Lernen im Zeitalter der Digitalität
Einstimmiger Beschluss des Landesvorstands vom 26. September 2025
Wir stehen an einem entscheidenden Wendepunkt: Die digitale Transformation durchdringt alle Lebensbereiche. Sie fordert uns heraus, sie bietet Chancen, sie verlangt Haltung. Der Bayerische Lehrer- und Lehrerinnenverband (BLLV) stellt sich dieser Herausforderung. Wir setzen uns für eine Bildung ein, die Kinder und Jugendliche stark macht – durch Beziehung, Begeisterung und Sinn. Bildung, die nicht belehrt, sondern befähigt. Bildung, die nicht reproduziert, sondern transformiert. Eine Bildung im Zeitalter der Digitalität darf sich nicht auf Vermittlung reduzieren, sondern muss junge Menschen als aktive, verantwortungsvolle Mitgestaltende ihrer Lernwege ernst nehmen.
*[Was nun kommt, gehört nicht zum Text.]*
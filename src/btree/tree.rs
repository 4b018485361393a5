//! The B+ tree itself: lookup, insert, and delete over pages owned by a
//! [`BufferManager`], plus the split/merge/borrow machinery that keeps every
//! leaf and internal node within its configured slot-size bounds.
//!
//! Keys live only in leaves and in the separators of their ancestors; a
//! separator `key_i` in an internal node equals the smallest key reachable
//! through the child immediately to its right. Splits and merges propagate
//! exactly one level at a time, along each node's own `parent` pointer, so a
//! deep tree is never re-walked from the root to fix up an ancestor.

use crate::buffer::BufferManager;
use crate::device::BlockDevice;
use crate::error::{Result, StorageError};
use crate::page::PageHeader;
use crate::types::{BTreeConfig, InsertPolicy, PageId, RebalancePolicy};
use tracing::trace;

use super::node::{Inode, InodeView, Leaf, LeafView};

/// A B+ tree over pages owned by a [`BufferManager`]. Cheap to clone: it
/// holds only the (already-cheap-to-clone) buffer manager handle and a
/// config, with the root page id and tree height persisted in the
/// superblock rather than held here.
pub struct BTree<D> {
    buffer: BufferManager<D>,
    config: BTreeConfig,
}

impl<D: BlockDevice> Clone for BTree<D> {
    fn clone(&self) -> Self {
        Self {
            buffer: self.buffer.clone(),
            config: self.config.clone(),
        }
    }
}
//! Fixed-fan-out radix trie keyed on an unsigned integer.
//!
//! Unlike the B+ tree, a radix trie never rebalances: a key's path is fully
//! determined by its digits in base [`RadixConfig::fan_out`], most
//! significant first. Growing the trie to hold a larger key wraps the
//! current root one level deeper; shrinking on delete unwinds the same way,
//! one level at a time, as levels empty out.

mod level;
pub mod memory;
pub mod paged;

pub use level::RadixSlot;
pub use memory::MemoryModel;
pub use paged::PagedModel;

use crate::error::Result;
use std::marker::PhantomData;
use tracing::debug;

/// Storage backend for trie levels: one implementation over paged storage
/// (the real thing) and one in plain memory (for tests and scratch tries).
pub trait Model {
    type NodeRef: Copy + Eq;

    fn fan_out(&self) -> usize;

    /// Allocate a fresh, all-empty level at `level`, linked to `parent`.
    fn alloc_level(&mut self, level: u16, parent: Option<Self::NodeRef>) -> Result<Self::NodeRef>;

    /// Release a level that has become fully empty.
    fn free_level(&mut self, node: Self::NodeRef) -> Result<()>;

    fn get_slot(&mut self, node: Self::NodeRef, idx: usize) -> Result<RadixSlot<Self::NodeRef>>;

    fn set_slot(&mut self, node: Self::NodeRef, idx: usize, slot: RadixSlot<Self::NodeRef>) -> Result<()>;

    fn set_parent(&mut self, node: Self::NodeRef, parent: Option<Self::NodeRef>) -> Result<()>;

    fn populated_count(&mut self, node: Self::NodeRef) -> Result<usize>;
}

/// A key type the trie can split into digits. Implemented for the unsigned
/// integer types likely to be used as trie keys.
pub trait RadixKey: Copy {
    fn to_u64(self) -> u64;
    fn from_u64(v: u64) -> Self;
}

macro_rules! impl_radix_key {
    ($($t:ty),*) => {
        $(impl RadixKey for $t {
            fn to_u64(self) -> u64 { self as u64 }
            fn from_u64(v: u64) -> Self { v as $t }
        })*
    };
}

impl_radix_key!(u8, u16, u32, u64);

/// Number of digit levels needed to address `key` in base `fan_out`,
/// dropping leading zero digits but keeping at least one.
fn required_height(key: u64, fan_out: u64) -> u32 {
    let mut height = 1u32;
    let mut cap = fan_out;
    while key >= cap {
        height += 1;
        cap = cap.saturating_mul(fan_out);
    }
    height
}

/// The digit of `key` at `level` (0 = least significant) in base `fan_out`.
fn digit_at(key: u64, level: u32, fan_out: u64) -> usize {
    (key / fan_out.pow(level) % fan_out) as usize
}

/// Render `key`'s digits in base `fan_out`, most-significant first, trimmed
/// of leading zero digits (a zero key still yields a single `0` digit).
///
/// Sized for headroom: a `u64` key needs at most 8 base-256 digits, but the
/// buffer holds double that so smaller fan-outs still fit on the stack.
pub fn split_key<K: RadixKey>(key: K, fan_out: u32) -> ([u16; 16], usize) {
    let key = key.to_u64();
    let fan_out = fan_out as u64;
    let height = required_height(key, fan_out) as usize;
    let mut digits = [0u16; 16];
    for (i, slot) in digits.iter_mut().enumerate().take(height) {
        let level = (height - 1 - i) as u32;
        *slot = digit_at(key, level, fan_out) as u16;
    }
    (digits, height)
}

/// The digit at `level` (0 = least significant) from a `split_key` result,
/// implicitly zero for any level at or above the key's own required height
/// (i.e. above the trie's actual digits but below its current, possibly
/// taller, root).
fn digit_from_split(digits: &[u16; 16], len: usize, level: u32) -> usize {
    let level = level as usize;
    if level >= len {
        0
    } else {
        digits[len - 1 - level] as usize
    }
}

/// A radix trie over keys of type `K`, backed by storage model `M`.
pub struct Trie<K, M: Model> {
    model: M,
    root: Option<M::NodeRef>,
    height: u32,
    _marker: PhantomData<K>,
}

impl<K: RadixKey, M: Model> Trie<K, M> {
    pub fn new(model: M) -> Self {
        Self { model, root: None, height: 0, _marker: PhantomData }
    }

    pub fn with_root(model: M, root: Option<M::NodeRef>, height: u32) -> Self {
        Self { model, root, height, _marker: PhantomData }
    }

    pub fn root(&self) -> Option<M::NodeRef> {
        self.root
    }

    pub fn height(&self) -> u32 {
        self.height
    }

    pub fn is_empty(&self) -> bool {
        self.root.is_none()
    }

    fn fan_out(&self) -> u64 {
        self.model.fan_out() as u64
    }

    /// Associate `key` with `value`, overwriting any existing value.
    pub fn set(&mut self, key: K, value: u32) -> Result<()> {
        let fan_out_u32 = self.fan_out() as u32;
        let (digits, len) = split_key(key, fan_out_u32);
        let need = len as u32;

        while self.height < need {
            let new_root = self.model.alloc_level(self.height as u16, None)?;
            if let Some(old_root) = self.root {
                self.model.set_slot(new_root, 0, RadixSlot::Level(old_root))?;
                self.model.set_parent(old_root, Some(new_root))?;
            }
            self.root = Some(new_root);
            self.height += 1;
            debug!(new_height = self.height, "grew radix root by one level");
        }

        let mut node = self.root.expect("height > 0 implies a root");
        for level in (1..self.height).rev() {
            let digit = digit_from_split(&digits, len, level);
            node = match self.model.get_slot(node, digit)? {
                RadixSlot::Level(child) => child,
                RadixSlot::Empty => {
                    let child = self.model.alloc_level((level - 1) as u16, Some(node))?;
                    self.model.set_slot(node, digit, RadixSlot::Level(child))?;
                    child
                }
                RadixSlot::Value(_) => {
                    return Err(crate::error::StorageError::corruption(
                        "radix level slot held a value where a child level was expected",
                    ))
                }
            };
        }
        let digit0 = digit_from_split(&digits, len, 0);
        self.model.set_slot(node, digit0, RadixSlot::Value(value))
    }

    /// Look up `key`.
    pub fn get(&mut self, key: K) -> Result<Option<u32>> {
        let fan_out_u32 = self.fan_out() as u32;
        let (digits, len) = split_key(key, fan_out_u32);
        let Some(mut node) = self.root else { return Ok(None) };
        if len as u32 > self.height {
            return Ok(None);
        }
        for level in (1..self.height).rev() {
            let digit = digit_from_split(&digits, len, level);
            match self.model.get_slot(node, digit)? {
                RadixSlot::Level(child) => node = child,
                _ => return Ok(None),
            }
        }
        let digit0 = digit_from_split(&digits, len, 0);
        match self.model.get_slot(node, digit0)? {
            RadixSlot::Value(v) => Ok(Some(v)),
            _ => Ok(None),
        }
    }

    pub fn has(&mut self, key: K) -> Result<bool> {
        Ok(self.get(key)?.is_some())
    }

    /// Remove `key`, freeing any level left fully empty by the removal,
    /// cascading up to (and possibly collapsing) the root.
    pub fn remove(&mut self, key: K) -> Result<bool> {
        let fan_out_u32 = self.fan_out() as u32;
        let (split_digits, len) = split_key(key, fan_out_u32);
        let Some(root) = self.root else { return Ok(false) };
        if len as u32 > self.height {
            return Ok(false);
        }

        let mut nodes = vec![root];
        let mut digits = Vec::new();
        let mut node = root;
        for level in (1..self.height).rev() {
            let digit = digit_from_split(&split_digits, len, level);
            match self.model.get_slot(node, digit)? {
                RadixSlot::Level(child) => {
                    digits.push(digit);
                    nodes.push(child);
                    node = child;
                }
                _ => return Ok(false),
            }
        }
        let leaf_digit = digit_from_split(&split_digits, len, 0);
        match self.model.get_slot(node, leaf_digit)? {
            RadixSlot::Value(_) => {}
            _ => return Ok(false),
        }
        self.model.set_slot(node, leaf_digit, RadixSlot::Empty)?;

        let mut i = nodes.len() - 1;
        loop {
            if self.model.populated_count(nodes[i])? > 0 {
                break;
            }
            if i == 0 {
                self.model.free_level(nodes[i])?;
                self.root = None;
                self.height = 0;
                debug!("freed last radix level, trie is now empty");
                break;
            }
            self.model.free_level(nodes[i])?;
            self.model.set_slot(nodes[i - 1], digits[i - 1], RadixSlot::Empty)?;
            debug!(level = i, "freed emptied radix level");
            i -= 1;
        }
        Ok(true)
    }
}

#[cfg(test)]
mod tests {
    use super::*;
    use crate::radix::memory::MemoryModel;

    fn trie() -> Trie<u32, MemoryModel> {
        Trie::new(MemoryModel::new(256))
    }

    #[test]
    fn set_then_get_roundtrips() {
        let mut t = trie();
        t.set(42, 100).unwrap();
        assert_eq!(t.get(42).unwrap(), Some(100));
        assert_eq!(t.get(43).unwrap(), None);
    }

    #[test]
    fn zero_key_works() {
        let mut t = trie();
        t.set(0, 7).unwrap();
        assert_eq!(t.get(0).unwrap(), Some(7));
    }

    #[test]
    fn grows_root_for_larger_keys() {
        let mut t = trie();
        t.set(1, 1).unwrap();
        assert_eq!(t.height(), 1);
        t.set(100_000, 2).unwrap();
        assert!(t.height() > 1);
        assert_eq!(t.get(1).unwrap(), Some(1));
        assert_eq!(t.get(100_000).unwrap(), Some(2));
    }

    #[test]
    fn overwrite_replaces_value() {
        let mut t = trie();
        t.set(5, 1).unwrap();
        t.set(5, 2).unwrap();
        assert_eq!(t.get(5).unwrap(), Some(2));
    }

    #[test]
    fn remove_missing_key_is_false() {
        let mut t = trie();
        t.set(5, 1).unwrap();
        assert!(!t.remove(6).unwrap());
    }

    #[test]
    fn remove_collapses_trie_to_empty() {
        let mut t = trie();
        t.set(1, 1).unwrap();
        assert!(t.remove(1).unwrap());
        assert!(t.is_empty());
        assert_eq!(t.get(1).unwrap(), None);
    }

    #[test]
    fn remove_one_key_preserves_others() {
        let mut t = trie();
        for k in 0..300u32 {
            t.set(k, k * 10).unwrap();
        }
        assert!(t.remove(150).unwrap());
        assert_eq!(t.get(150).unwrap(), None);
        for k in 0..300u32 {
            if k != 150 {
                assert_eq!(t.get(k).unwrap(), Some(k * 10));
            }
        }
    }

    /// Scenario: dense `0..=65535` coverage over the real paged model,
    /// checking reads, then removing everything and verifying the
    /// allocator's free-page count returns to its pre-insert baseline.
    #[test]
    fn paged_model_covers_dense_u16_range_with_balanced_allocator_counts() {
        use crate::buffer::BufferManager;
        use crate::device::MemoryBlockDevice;
        use crate::types::{RadixConfig, PAGE_SIZE};
        use rand::rngs::StdRng;
        use rand::{Rng, SeedableRng};

        let bm = BufferManager::new(MemoryBlockDevice::new(PAGE_SIZE), 64).unwrap();
        let model = PagedModel::new(bm.clone(), RadixConfig::default());
        let mut t: Trie<u32, PagedModel<MemoryBlockDevice>> = Trie::new(model);
        let mut rng = StdRng::seed_from_u64(0xFACE);

        let mut values = Vec::with_capacity(65_536);
        for k in 0u32..=65_535 {
            let v = rng.gen_range(5..20);
            t.set(k, v).unwrap();
            values.push(v);
        }
        for k in 0u32..=65_535 {
            assert_eq!(t.get(k).unwrap(), Some(values[k as usize]));
        }
        for k in 0u32..=65_535 {
            assert!(t.remove(k).unwrap());
        }
        for k in 0u32..=65_545 {
            assert!(!t.has(k).unwrap());
        }

        assert!(t.is_empty());
        assert_eq!(bm.free_count(), bm.page_count());
    }

    #[test]
    fn split_key_trims_leading_zero_digits() {
        let (digits, len) = split_key(1u32, 256);
        assert_eq!(len, 1);
        assert_eq!(digits[0], 1);

        let (digits, len) = split_key(0u32, 256);
        assert_eq!(len, 1);
        assert_eq!(digits[0], 0);

        let (digits, len) = split_key(256u32, 256);
        assert_eq!(len, 2);
        assert_eq!(&digits[..2], &[1, 0]);
    }
}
Dieses Positionspapier formuliert unsere Vision für das Lernen im Zeitalter der Digitalität.
Von Digitalisierung zu Digitalität – eine begriffliche Orientierung
Digitalisierung bezeichnet den technischen Wandel – die Umwandlung analoger Prozesse in digitale. Doch der eigentliche Paradigmenwechsel liegt tiefer: In der „Kultur der Digitalität“ (Felix Stalder) verändert sich unser Denken, Kommunizieren und Lernen. Schule muss sich diesem Wandel stellen – nicht durch blinden Technikeinsatz, sondern durch reflektierte Bildung mit und über Digitalität (vgl. Döbeli Honegger, 2016; Huber & Schneider, 2021). Das umfasst sowohl die Nutzung digitaler Werkzeuge als auch die kritische Auseinandersetzung mit ihren Wirkungen, Mechanismen und gesellschaftlichen Konsequenzen.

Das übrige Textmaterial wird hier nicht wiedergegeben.